> **HOW TO COMPLETE THIS TASK**:
Extract all lines that hold "call" from the records below.

:: SUPPLIED INFORMATION ::

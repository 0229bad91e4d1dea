//! Provider registry for orchestrating market data providers.
//!
//! The registry manages multiple providers, handling:
//! - Provider selection based on data kind and priority
//! - Sequential fallback to the next provider on any failure
//! - Per-provider call pacing
//! - Quote validation

use std::borrow::Cow;
use std::collections::HashMap;
use std::future::Future;
use std::sync::Arc;

use log::{debug, info, warn};

use super::{QuoteValidator, RateLimiter};
use crate::errors::MarketDataError;
use crate::models::{
    DataKind, HistoricalPoint, IndicatorKind, IndicatorPoint, Interval, ProviderId, Quote,
};
use crate::provider::MarketDataProvider;

/// Provider registry for orchestrating market data fetching.
pub struct ProviderRegistry {
    providers: Vec<Arc<dyn MarketDataProvider>>,
    rate_limiter: RateLimiter,
    validator: QuoteValidator,
    /// User-configured priorities (provider_id -> priority).
    /// Lower values = higher priority. If not set, falls back to provider's default priority.
    custom_priorities: HashMap<String, i32>,
}

impl ProviderRegistry {
    /// Create a new provider registry.
    ///
    /// Automatically configures call pacing for each provider based on its
    /// declared `rate_limit()`.
    pub fn new(providers: Vec<Arc<dyn MarketDataProvider>>) -> Self {
        Self::with_priorities(providers, HashMap::new())
    }

    /// Create a new provider registry with custom priorities.
    ///
    /// # Arguments
    ///
    /// * `providers` - List of market data providers
    /// * `custom_priorities` - Priorities keyed by provider id.
    ///   Lower values = higher priority.
    pub fn with_priorities(
        providers: Vec<Arc<dyn MarketDataProvider>>,
        custom_priorities: HashMap<String, i32>,
    ) -> Self {
        let rate_limiter = RateLimiter::new();

        for provider in &providers {
            let provider_id: ProviderId = Cow::Borrowed(provider.id());
            rate_limiter.configure(&provider_id, provider.rate_limit().min_interval);
        }

        Self {
            providers,
            rate_limiter,
            validator: QuoteValidator::new(),
            custom_priorities,
        }
    }

    /// Replace the validator.
    pub fn with_validator(mut self, validator: QuoteValidator) -> Self {
        self.validator = validator;
        self
    }

    /// Get the list of registered providers.
    pub fn providers(&self) -> &[Arc<dyn MarketDataProvider>] {
        &self.providers
    }

    /// The shared call pacer.
    pub fn rate_limiter(&self) -> &RateLimiter {
        &self.rate_limiter
    }

    /// Providers that serve `kind`, best first.
    pub fn ordered_providers(&self, kind: DataKind) -> Vec<&Arc<dyn MarketDataProvider>> {
        let mut providers: Vec<_> = self
            .providers
            .iter()
            .filter(|p| p.capabilities().supports(kind))
            .collect();

        // Stable sort keeps registration order among equal priorities
        providers.sort_by_key(|p| {
            self.custom_priorities
                .get(p.id())
                .copied()
                .unwrap_or_else(|| p.priority() as i32)
        });
        providers
    }

    /// Fetch a quote, trying providers in priority order.
    pub async fn fetch_quote(&self, symbol: &str) -> Result<Quote, MarketDataError> {
        self.fetch_with_fallback(
            DataKind::Quote,
            symbol,
            |provider| async move { provider.get_quote(symbol).await },
            |quote| {
                self.validator.validate(&quote)?;
                Ok(quote)
            },
        )
        .await
    }

    /// Fetch a historical series, trying providers in priority order.
    ///
    /// Bars failing validation are dropped; a series with nothing left counts
    /// as a provider failure.
    pub async fn fetch_historical(
        &self,
        symbol: &str,
        interval: Interval,
    ) -> Result<Vec<HistoricalPoint>, MarketDataError> {
        self.fetch_with_fallback(
            DataKind::Historical,
            symbol,
            |provider| async move { provider.get_historical(symbol, interval).await },
            |points| {
                let (valid, dropped) = self.validator.validate_series(points);
                if dropped > 0 {
                    warn!("Dropped {} invalid bars for {}", dropped, symbol);
                }
                if valid.is_empty() {
                    return Err(MarketDataError::ValidationFailed {
                        message: format!("No valid bars for {}", symbol),
                    });
                }
                Ok(valid)
            },
        )
        .await
    }

    /// Fetch a technical indicator series, trying providers in priority order.
    pub async fn fetch_indicator(
        &self,
        symbol: &str,
        kind: IndicatorKind,
    ) -> Result<Vec<IndicatorPoint>, MarketDataError> {
        self.fetch_with_fallback(
            DataKind::Indicator,
            symbol,
            |provider| async move { provider.get_indicator(symbol, kind).await },
            |points| {
                if points.is_empty() {
                    return Err(MarketDataError::ValidationFailed {
                        message: format!("Empty {} series for {}", kind, symbol),
                    });
                }
                Ok(points)
            },
        )
        .await
    }

    /// Try each eligible provider in turn.
    ///
    /// Each attempt waits for the provider's pacing slot (credentialed
    /// providers only), runs to completion,
    /// and is checked by `accept`. Any error moves on to the next provider.
    async fn fetch_with_fallback<T, F, Fut, A>(
        &self,
        kind: DataKind,
        symbol: &str,
        fetch: F,
        accept: A,
    ) -> Result<T, MarketDataError>
    where
        F: Fn(Arc<dyn MarketDataProvider>) -> Fut,
        Fut: Future<Output = Result<T, MarketDataError>>,
        A: Fn(T) -> Result<T, MarketDataError>,
    {
        let providers = self.ordered_providers(kind);

        if providers.is_empty() {
            warn!("No providers available for {} data", kind);
            return Err(MarketDataError::NoProvidersAvailable);
        }

        for provider in providers {
            let provider_id: ProviderId = Cow::Borrowed(provider.id());

            // Providers without credentials never reach the network
            if provider.has_credentials() {
                self.rate_limiter.acquire(&provider_id).await;
            }
            debug!("Fetching {} for {} from '{}'", kind, symbol, provider_id);

            let result = fetch(Arc::clone(provider)).await.and_then(&accept);

            match result {
                Ok(value) => {
                    info!("Fetched {} for {} from '{}'", kind, symbol, provider_id);
                    return Ok(value);
                }
                Err(e) if e.is_no_data() => {
                    debug!(
                        "Provider '{}' has no {} for {}: {}, trying next",
                        provider_id, kind, symbol, e
                    );
                }
                Err(e) => {
                    warn!(
                        "Provider '{}' failed {} for {}: {}, trying next",
                        provider_id, kind, symbol, e
                    );
                }
            }
        }

        warn!("All providers failed {} for {}", kind, symbol);
        Err(MarketDataError::AllProvidersFailed)
    }
}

:::

> **YOUR SOLUTION**:
//! - Per-provider call pacing
    /// Automatically configures call pacing for each provider based on its
    /// The shared call pacer.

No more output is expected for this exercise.